Sejarah Harga Fantastis di Lelang KPK
Peristiwa melonjaknya harga barang dalam lelang HP OPPO KPK ini bukanlah yang pertama kali terjadi. Budi Prasetyo mengingatkan kembali pada beberapa kasus serupa di masa lalu di mana barang dengan nilai limit rendah justru terjual dengan harga yang sangat tinggi. Salah satu contoh yang paling diingat adalah lelang kain kiswah (penutup Ka'bah) yang juga laku dengan angka yang sangat fantastis, jauh melampaui taksiran awal.
Fenomena ini sering kali dikaitkan dengan nilai historis atau nilai sentimental dari barang sitaan tersebut. Namun, untuk barang berupa perangkat elektronik, publik tetap cenderung melihatnya dari sudut pandang keamanan data. Secara prosedur, KPK biasanya melakukan penghapusan data (data wiping) terhadap perangkat elektronik sebelum dilelang, namun hal ini tetap tidak menyurutkan rasa penasaran netizen terhadap isi di balik "HP Rp 59 Juta" tersebut.

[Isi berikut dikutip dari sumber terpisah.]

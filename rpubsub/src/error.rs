use crate::handler::HandlerId;

pub type Result<T, E = Error> = std::result::Result<T, E>;

#[derive(Debug, thiserror::Error)]
pub enum Error {
    /// A request field is missing or malformed
    #[error("invalid argument: {0}")]
    InvalidArgument(String),
    /// Publish named a route that was never added
    #[error("route `{0}` does not exist")]
    UnknownRoute(String),
    /// A synchronous handler returned an error
    #[error("handler fault: {0}")]
    HandlerFault(#[source] anyhow::Error),
    /// An asynchronous handler dropped its continuation without calling it
    #[error("handler {handler} dropped its continuation without completing")]
    ContinuationDropped { handler: HandlerId },
}

impl Error {
    #[inline]
    pub fn invalid<S: Into<String>>(msg: S) -> Self {
        Error::InvalidArgument(msg.into())
    }

    #[inline]
    pub fn is_invalid_argument(&self) -> bool {
        matches!(self, Error::InvalidArgument(_))
    }

    #[inline]
    pub fn is_unknown_route(&self) -> bool {
        matches!(self, Error::UnknownRoute(_))
    }

    #[inline]
    pub fn is_handler_fault(&self) -> bool {
        matches!(self, Error::HandlerFault(_) | Error::ContinuationDropped { .. })
    }
}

Selain faktor data, ada pula kemungkinan faktor psikologis yang disebut sebagai winner's curse dalam dunia lelang. Peserta lelang yang terlalu bersemangat berkompetisi sering kali terjebak untuk terus menaikkan angka demi memenangkan kebanggaan, tanpa memedulikan nilai intrinsik barang tersebut. Dalam konteks barang rampasan negara, seluruh hasil penjualan lelang ini nantinya akan disetorkan langsung ke kas negara sebagai bagian dari upaya pemulihan kerugian keuangan negara atau asset recovery.

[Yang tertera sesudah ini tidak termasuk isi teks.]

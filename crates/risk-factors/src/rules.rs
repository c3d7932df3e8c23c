//! Risk Factor Rules

use admission_record::AdmissionRecord;
use serde::{Deserialize, Serialize};
use tracing::debug;

/// Qualitative impact of a factor on the expected stay
#[derive(Debug, Clone, Copy, PartialEq, Eq, Serialize, Deserialize)]
#[serde(rename_all = "lowercase")]
pub enum Impact {
    None,
    Low,
    Medium,
    High,
}

/// One contributing factor in the prediction report
#[derive(Debug, Clone, Serialize, Deserialize)]
pub struct RiskFactor {
    /// Short factor name, e.g. "High Clinical Severity"
    pub factor: String,
    /// Sentence-length explanation
    pub description: String,
    /// Qualitative impact
    pub impact: Impact,
    /// Rough impact range in days, e.g. "+2-4 days"
    pub impact_days: String,
}

impl RiskFactor {
    fn new(factor: &str, description: String, impact: Impact, impact_days: &str) -> Self {
        Self {
            factor: factor.to_string(),
            description,
            impact,
            impact_days: impact_days.to_string(),
        }
    }
}

/// Diagnoses known to drive long stays
const HIGH_LOS_DIAGNOSES: &[(&str, Impact, &str)] = &[
    ("Multiple Significant Trauma", Impact::High, "+4-7 days"),
    ("Burns", Impact::High, "+5-10 days"),
    ("Mental Diseases and Disorders", Impact::Medium, "+2-4 days"),
    (
        "Newborns and Other Neonates with Conditions Originating in the Perinatal Period",
        Impact::Medium,
        "+3-5 days",
    ),
    (
        "Diseases and Disorders of the Circulatory System",
        Impact::Medium,
        "+1-3 days",
    ),
    (
        "Diseases and Disorders of the Respiratory System",
        Impact::Medium,
        "+1-2 days",
    ),
];

/// Rule engine over admission attributes. Stateless; one instance serves all
/// requests.
#[derive(Debug, Default)]
pub struct RiskEngine;

impl RiskEngine {
    pub fn new() -> Self {
        Self
    }

    /// Evaluate every rule against a record. Always returns at least one
    /// entry; routine admissions get an explicit "no complexity" marker.
    pub fn assess(&self, record: &AdmissionRecord) -> Vec<RiskFactor> {
        let mut factors = Vec::new();

        if record.severity_code >= 3 {
            factors.push(RiskFactor::new(
                "High Clinical Severity",
                format!(
                    "Severity level {} indicates complex medical needs",
                    record.severity_code
                ),
                Impact::High,
                "+2-4 days",
            ));
        }

        match record.age_group.as_str() {
            "70+" => factors.push(RiskFactor::new(
                "Advanced Age",
                "Patients 70+ typically require longer recovery periods".to_string(),
                Impact::Medium,
                "+1-2 days",
            )),
            "50-69" => factors.push(RiskFactor::new(
                "Older Adult",
                "Age may contribute to extended recovery time".to_string(),
                Impact::Low,
                "+0.5-1 day",
            )),
            _ => {}
        }

        match record.type_of_admission.as_str() {
            "Emergency" => factors.push(RiskFactor::new(
                "Emergency Admission",
                "Unplanned admissions often involve more complex conditions".to_string(),
                Impact::Medium,
                "+1-3 days",
            )),
            "Trauma" => factors.push(RiskFactor::new(
                "Trauma Case",
                "Traumatic injuries typically require intensive care".to_string(),
                Impact::High,
                "+3-5 days",
            )),
            _ => {}
        }

        if record.medical_surgical == "Surgical" {
            factors.push(RiskFactor::new(
                "Surgical Procedure",
                "Post-operative care and recovery time needed".to_string(),
                Impact::Medium,
                "+2-3 days",
            ));
        }

        if record.ed_indicator == "Y" {
            factors.push(RiskFactor::new(
                "Emergency Department Admission",
                "Initial ED evaluation may indicate urgent condition".to_string(),
                Impact::Low,
                "+0.5-1 day",
            ));
        }

        if let Some((name, impact, days)) = HIGH_LOS_DIAGNOSES
            .iter()
            .find(|(name, _, _)| *name == record.mdc_description)
        {
            let short_name = name.split(" and ").next().unwrap_or(name);
            factors.push(RiskFactor::new(
                "Complex Diagnosis",
                format!("{short_name} typically requires extended care"),
                *impact,
                days,
            ));
        }

        match record.payment_typology.as_str() {
            "Self-Pay" | "Unknown" => factors.push(RiskFactor::new(
                "Insurance Coverage",
                "Insurance status may affect discharge planning".to_string(),
                Impact::Low,
                "+0.5-1 day",
            )),
            "Medicaid" => factors.push(RiskFactor::new(
                "Medicaid Coverage",
                "May require additional discharge planning resources".to_string(),
                Impact::Low,
                "+0.5 day",
            )),
            _ => {}
        }

        if matches!(
            record.patient_disposition.as_str(),
            "Skilled Nursing Home" | "Inpatient Rehabilitation Facility"
        ) {
            factors.push(RiskFactor::new(
                "Post-Acute Care Planning",
                format!(
                    "Discharge to {} requires coordination",
                    record.patient_disposition
                ),
                Impact::Medium,
                "+1-2 days",
            ));
        }

        if factors.is_empty() {
            factors.push(RiskFactor::new(
                "Routine Admission",
                "No major clinical complexity indicators identified".to_string(),
                Impact::None,
                "Standard LOS expected",
            ));
        }

        debug!(count = factors.len(), "risk factors assessed");
        factors
    }
}

#[cfg(test)]
mod tests {
    use super::*;

    fn routine_record() -> AdmissionRecord {
        AdmissionRecord {
            hospital_county: "Albany".into(),
            facility_name: "Albany Medical Center Hospital".into(),
            age_group: "30-49".into(),
            gender: "F".into(),
            race: "White".into(),
            ethnicity: "Not Span/Hispanic".into(),
            type_of_admission: "Elective".into(),
            patient_disposition: "Home or Self Care".into(),
            mdc_description: "Diseases and Disorders of the Eye".into(),
            severity_code: 1,
            medical_surgical: "Medical".into(),
            payment_typology: "Medicare".into(),
            ed_indicator: "N".into(),
        }
    }

    #[test]
    fn test_routine_admission_marker() {
        let engine = RiskEngine::new();
        let factors = engine.assess(&routine_record());
        assert_eq!(factors.len(), 1);
        assert_eq!(factors[0].factor, "Routine Admission");
        assert_eq!(factors[0].impact, Impact::None);
    }

    #[test]
    fn test_severe_elderly_burn_case() {
        let engine = RiskEngine::new();
        let mut record = routine_record();
        record.severity_code = 4;
        record.age_group = "70+".into();
        record.type_of_admission = "Emergency".into();
        record.mdc_description = "Burns".into();
        record.ed_indicator = "Y".into();

        let factors = engine.assess(&record);
        let names: Vec<&str> = factors.iter().map(|f| f.factor.as_str()).collect();
        assert!(names.contains(&"High Clinical Severity"));
        assert!(names.contains(&"Advanced Age"));
        assert!(names.contains(&"Emergency Admission"));
        assert!(names.contains(&"Complex Diagnosis"));
        assert!(names.contains(&"Emergency Department Admission"));
        assert!(!names.contains(&"Routine Admission"));
    }

    #[test]
    fn test_diagnosis_description_is_shortened() {
        let engine = RiskEngine::new();
        let mut record = routine_record();
        record.mdc_description = "Mental Diseases and Disorders".into();

        let factors = engine.assess(&record);
        let diagnosis = factors
            .iter()
            .find(|f| f.factor == "Complex Diagnosis")
            .unwrap();
        assert!(diagnosis.description.starts_with("Mental Diseases typically"));
        assert_eq!(diagnosis.impact, Impact::Medium);
    }

    #[test]
    fn test_disposition_and_payment_rules() {
        let engine = RiskEngine::new();
        let mut record = routine_record();
        record.patient_disposition = "Skilled Nursing Home".into();
        record.payment_typology = "Medicaid".into();

        let factors = engine.assess(&record);
        let names: Vec<&str> = factors.iter().map(|f| f.factor.as_str()).collect();
        assert!(names.contains(&"Post-Acute Care Planning"));
        assert!(names.contains(&"Medicaid Coverage"));
    }

    #[test]
    fn test_impact_serializes_lowercase() {
        let json = serde_json::to_string(&Impact::High).unwrap();
        assert_eq!(json, "\"high\"");
    }
}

Kini, publik tinggal menunggu apakah sang pemenang akan benar-benar menebus ponsel tersebut atau justru menghilang setelah memberikan tawaran yang menghebohkan. Jika ditebus, misteri mengenai motivasi pembeli mungkin akan tetap menjadi rahasia pribadi, namun setidaknya negara akan mendapatkan pemasukan tambahan yang signifikan dari sebuah perangkat seluler bekas koruptor.